AIM OF THE EXERCISE: For the word "window", return each line of the data in which it occurs.

DATA TO EXAMINE:

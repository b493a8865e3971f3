//! Pedido repository implementation.
//!
//! The pedido row and its per-unit item rows always change together, so
//! every multi-row write here runs inside a single transaction.

use chrono::{DateTime, Utc};
use sqlx::types::Json;
use sqlx::{PgPool, Postgres, Transaction};
use uuid::Uuid;

use musicadrive_core::error::{AppError, ErrorKind};
use musicadrive_core::result::AppResult;
use musicadrive_core::types::pagination::{PageRequest, PageResponse};
use musicadrive_entity::pedido::historico::RegistroStatus;
use musicadrive_entity::pedido::item::{NovoPedidoItem, PedidoItem};
use musicadrive_entity::pedido::model::{NovoPedido, Pedido};
use musicadrive_entity::pedido::status::PedidoStatus;
use musicadrive_entity::pedido::totais::PedidoTotais;

/// One row of the best-selling-pastas report query.
#[derive(Debug, Clone, serde::Serialize, sqlx::FromRow)]
pub struct TopPastaRow {
    /// Frozen pasta name.
    pub nome_pasta: String,
    /// Units sold in the period.
    pub quantidade: i64,
    /// Revenue in the period.
    pub valor: f64,
}

/// Repository for pedidos and their line items.
#[derive(Debug, Clone)]
pub struct PedidoRepository {
    pool: PgPool,
}

impl PedidoRepository {
    /// Create a new pedido repository.
    pub fn new(pool: PgPool) -> Self {
        Self { pool }
    }

    /// Find a pedido by ID.
    pub async fn find_by_id(&self, id: Uuid) -> AppResult<Option<Pedido>> {
        sqlx::query_as::<_, Pedido>("SELECT * FROM pedidos WHERE id = $1")
            .bind(id)
            .fetch_optional(&self.pool)
            .await
            .map_err(|e| AppError::with_source(ErrorKind::Database, "Failed to find pedido", e))
    }

    /// List the line items of a pedido, oldest first.
    pub async fn find_itens(&self, pedido_id: Uuid) -> AppResult<Vec<PedidoItem>> {
        sqlx::query_as::<_, PedidoItem>(
            "SELECT * FROM pedido_itens WHERE pedido_id = $1 ORDER BY created_at ASC, id ASC",
        )
        .bind(pedido_id)
        .fetch_all(&self.pool)
        .await
        .map_err(|e| AppError::with_source(ErrorKind::Database, "Failed to list pedido items", e))
    }

    /// List pedidos, optionally filtered by status, newest first.
    pub async fn find_all(
        &self,
        status: Option<PedidoStatus>,
        page: &PageRequest,
    ) -> AppResult<PageResponse<Pedido>> {
        let total: i64 = sqlx::query_scalar(
            "SELECT COUNT(*) FROM pedidos WHERE ($1::pedido_status IS NULL OR status = $1)",
        )
        .bind(status)
        .fetch_one(&self.pool)
        .await
        .map_err(|e| AppError::with_source(ErrorKind::Database, "Failed to count pedidos", e))?;

        let pedidos = sqlx::query_as::<_, Pedido>(
            "SELECT * FROM pedidos WHERE ($1::pedido_status IS NULL OR status = $1) \
             ORDER BY created_at DESC LIMIT $2 OFFSET $3",
        )
        .bind(status)
        .bind(page.limit() as i64)
        .bind(page.offset() as i64)
        .fetch_all(&self.pool)
        .await
        .map_err(|e| AppError::with_source(ErrorKind::Database, "Failed to list pedidos", e))?;

        Ok(PageResponse::new(
            pedidos,
            page.page,
            page.page_size,
            total as u64,
        ))
    }

    /// List pedidos created inside a time window (for reports).
    pub async fn find_between(
        &self,
        inicio: DateTime<Utc>,
        fim: DateTime<Utc>,
    ) -> AppResult<Vec<Pedido>> {
        sqlx::query_as::<_, Pedido>(
            "SELECT * FROM pedidos WHERE created_at >= $1 AND created_at <= $2 \
             ORDER BY created_at ASC",
        )
        .bind(inicio)
        .bind(fim)
        .fetch_all(&self.pool)
        .await
        .map_err(|e| {
            AppError::with_source(ErrorKind::Database, "Failed to list pedidos by period", e)
        })
    }

    /// Best-selling pastas inside a time window, by units sold.
    pub async fn top_pastas(
        &self,
        inicio: DateTime<Utc>,
        fim: DateTime<Utc>,
        limit: i64,
    ) -> AppResult<Vec<TopPastaRow>> {
        sqlx::query_as::<_, TopPastaRow>(
            "SELECT i.nome_pasta, COUNT(*) AS quantidade, SUM(i.preco_unit) AS valor \
             FROM pedido_itens i \
             INNER JOIN pedidos p ON p.id = i.pedido_id \
             WHERE p.created_at >= $1 AND p.created_at <= $2 \
             GROUP BY i.nome_pasta ORDER BY quantidade DESC, valor DESC LIMIT $3",
        )
        .bind(inicio)
        .bind(fim)
        .bind(limit)
        .fetch_all(&self.pool)
        .await
        .map_err(|e| AppError::with_source(ErrorKind::Database, "Failed to rank pastas", e))
    }

    /// Create a pedido and its per-unit items as one atomic write.
    pub async fn create_com_itens(
        &self,
        data: &NovoPedido,
        itens: &[NovoPedidoItem],
    ) -> AppResult<Pedido> {
        let mut tx = self.begin().await?;

        let pedido = sqlx::query_as::<_, Pedido>(
            "INSERT INTO pedidos \
                (cliente_nome, cliente_contato, pendrive_gb, status, forma_pagamento, \
                 observacoes, total_itens, total_musicas, total_gb, total_valor, historico_status) \
             VALUES ($1, $2, $3, $4, $5, $6, $7, $8, $9, $10, $11) RETURNING *",
        )
        .bind(&data.cliente_nome)
        .bind(&data.cliente_contato)
        .bind(data.pendrive_gb)
        .bind(data.status)
        .bind(data.forma_pagamento)
        .bind(&data.observacoes)
        .bind(data.totais.total_itens)
        .bind(data.totais.total_musicas)
        .bind(data.totais.total_gb)
        .bind(data.totais.total_valor)
        .bind(Json(&data.historico))
        .fetch_one(&mut *tx)
        .await
        .map_err(|e| AppError::with_source(ErrorKind::Database, "Failed to insert pedido", e))?;

        insert_itens(&mut tx, pedido.id, itens).await?;

        tx.commit()
            .await
            .map_err(|e| AppError::with_source(ErrorKind::Database, "Failed to commit pedido", e))?;

        Ok(pedido)
    }

    /// Replace a pedido's item set and summary fields as one atomic write.
    pub async fn replace_itens(
        &self,
        pedido_id: Uuid,
        itens: &[NovoPedidoItem],
        totais: &PedidoTotais,
    ) -> AppResult<Pedido> {
        let mut tx = self.begin().await?;

        sqlx::query("DELETE FROM pedido_itens WHERE pedido_id = $1")
            .bind(pedido_id)
            .execute(&mut *tx)
            .await
            .map_err(|e| {
                AppError::with_source(ErrorKind::Database, "Failed to clear pedido items", e)
            })?;

        insert_itens(&mut tx, pedido_id, itens).await?;

        let pedido = sqlx::query_as::<_, Pedido>(
            "UPDATE pedidos SET total_itens = $2, total_musicas = $3, total_gb = $4, \
                total_valor = $5, updated_at = NOW() \
             WHERE id = $1 RETURNING *",
        )
        .bind(pedido_id)
        .bind(totais.total_itens)
        .bind(totais.total_musicas)
        .bind(totais.total_gb)
        .bind(totais.total_valor)
        .fetch_one(&mut *tx)
        .await
        .map_err(|e| {
            AppError::with_source(ErrorKind::Database, "Failed to update pedido totals", e)
        })?;

        tx.commit().await.map_err(|e| {
            AppError::with_source(ErrorKind::Database, "Failed to commit item replacement", e)
        })?;

        Ok(pedido)
    }

    /// Update customer-facing fields of a pedido.
    ///
    /// `observacoes` is a two-level option: the outer level says whether
    /// the field was provided at all, the inner level is the new value
    /// (`None` clears the stored text). The COALESCE pattern cannot
    /// express "set to NULL", so this column gets an explicit
    /// provided-flag parameter.
    pub async fn update_dados(
        &self,
        id: Uuid,
        cliente_nome: Option<&str>,
        cliente_contato: Option<&str>,
        forma_pagamento: Option<musicadrive_entity::pedido::FormaPagamento>,
        observacoes: Option<Option<&str>>,
    ) -> AppResult<Option<Pedido>> {
        sqlx::query_as::<_, Pedido>(
            "UPDATE pedidos SET \
                cliente_nome = COALESCE($2, cliente_nome), \
                cliente_contato = COALESCE($3, cliente_contato), \
                forma_pagamento = COALESCE($4, forma_pagamento), \
                observacoes = CASE WHEN $5 THEN $6::text ELSE observacoes END, \
                updated_at = NOW() \
             WHERE id = $1 RETURNING *",
        )
        .bind(id)
        .bind(cliente_nome)
        .bind(cliente_contato)
        .bind(forma_pagamento)
        .bind(observacoes.is_some())
        .bind(observacoes.flatten())
        .fetch_optional(&self.pool)
        .await
        .map_err(|e| AppError::with_source(ErrorKind::Database, "Failed to update pedido", e))
    }

    /// Set a pedido's status and persist the full updated history.
    pub async fn update_status(
        &self,
        id: Uuid,
        status: PedidoStatus,
        historico: &[RegistroStatus],
    ) -> AppResult<Option<Pedido>> {
        sqlx::query_as::<_, Pedido>(
            "UPDATE pedidos SET status = $2, historico_status = $3, updated_at = NOW() \
             WHERE id = $1 RETURNING *",
        )
        .bind(id)
        .bind(status)
        .bind(Json(historico))
        .fetch_optional(&self.pool)
        .await
        .map_err(|e| {
            AppError::with_source(ErrorKind::Database, "Failed to update pedido status", e)
        })
    }

    /// Delete a pedido and its items. Returns whether a row was removed.
    pub async fn delete(&self, id: Uuid) -> AppResult<bool> {
        let mut tx = self.begin().await?;

        sqlx::query("DELETE FROM pedido_itens WHERE pedido_id = $1")
            .bind(id)
            .execute(&mut *tx)
            .await
            .map_err(|e| {
                AppError::with_source(ErrorKind::Database, "Failed to delete pedido items", e)
            })?;

        let result = sqlx::query("DELETE FROM pedidos WHERE id = $1")
            .bind(id)
            .execute(&mut *tx)
            .await
            .map_err(|e| AppError::with_source(ErrorKind::Database, "Failed to delete pedido", e))?;

        tx.commit().await.map_err(|e| {
            AppError::with_source(ErrorKind::Database, "Failed to commit pedido deletion", e)
        })?;

        Ok(result.rows_affected() > 0)
    }

    /// Total number of pedidos (dashboard counter).
    pub async fn count_all(&self) -> AppResult<i64> {
        sqlx::query_scalar("SELECT COUNT(*) FROM pedidos")
            .fetch_one(&self.pool)
            .await
            .map_err(|e| AppError::with_source(ErrorKind::Database, "Failed to count pedidos", e))
    }

    async fn begin(&self) -> AppResult<Transaction<'_, Postgres>> {
        self.pool.begin().await.map_err(|e| {
            AppError::with_source(ErrorKind::Database, "Failed to start transaction", e)
        })
    }
}

/// Insert per-unit item rows for a pedido inside an open transaction.
async fn insert_itens(
    tx: &mut Transaction<'_, Postgres>,
    pedido_id: Uuid,
    itens: &[NovoPedidoItem],
) -> AppResult<()> {
    for item in itens {
        sqlx::query(
            "INSERT INTO pedido_itens (pedido_id, pasta_id, nome_pasta, qtd_musicas, tamanho_gb, preco_unit) \
             VALUES ($1, $2, $3, $4, $5, $6)",
        )
        .bind(pedido_id)
        .bind(item.pasta_id)
        .bind(&item.nome_pasta)
        .bind(item.qtd_musicas)
        .bind(item.tamanho_gb)
        .bind(item.preco_unit)
        .execute(&mut **tx)
        .await
        .map_err(|e| AppError::with_source(ErrorKind::Database, "Failed to insert pedido item", e))?;
    }
    Ok(())
}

RESPONSE BOX:
    /// List pedidos created inside a time window (for reports).
    /// Best-selling pastas inside a time window, by units sold.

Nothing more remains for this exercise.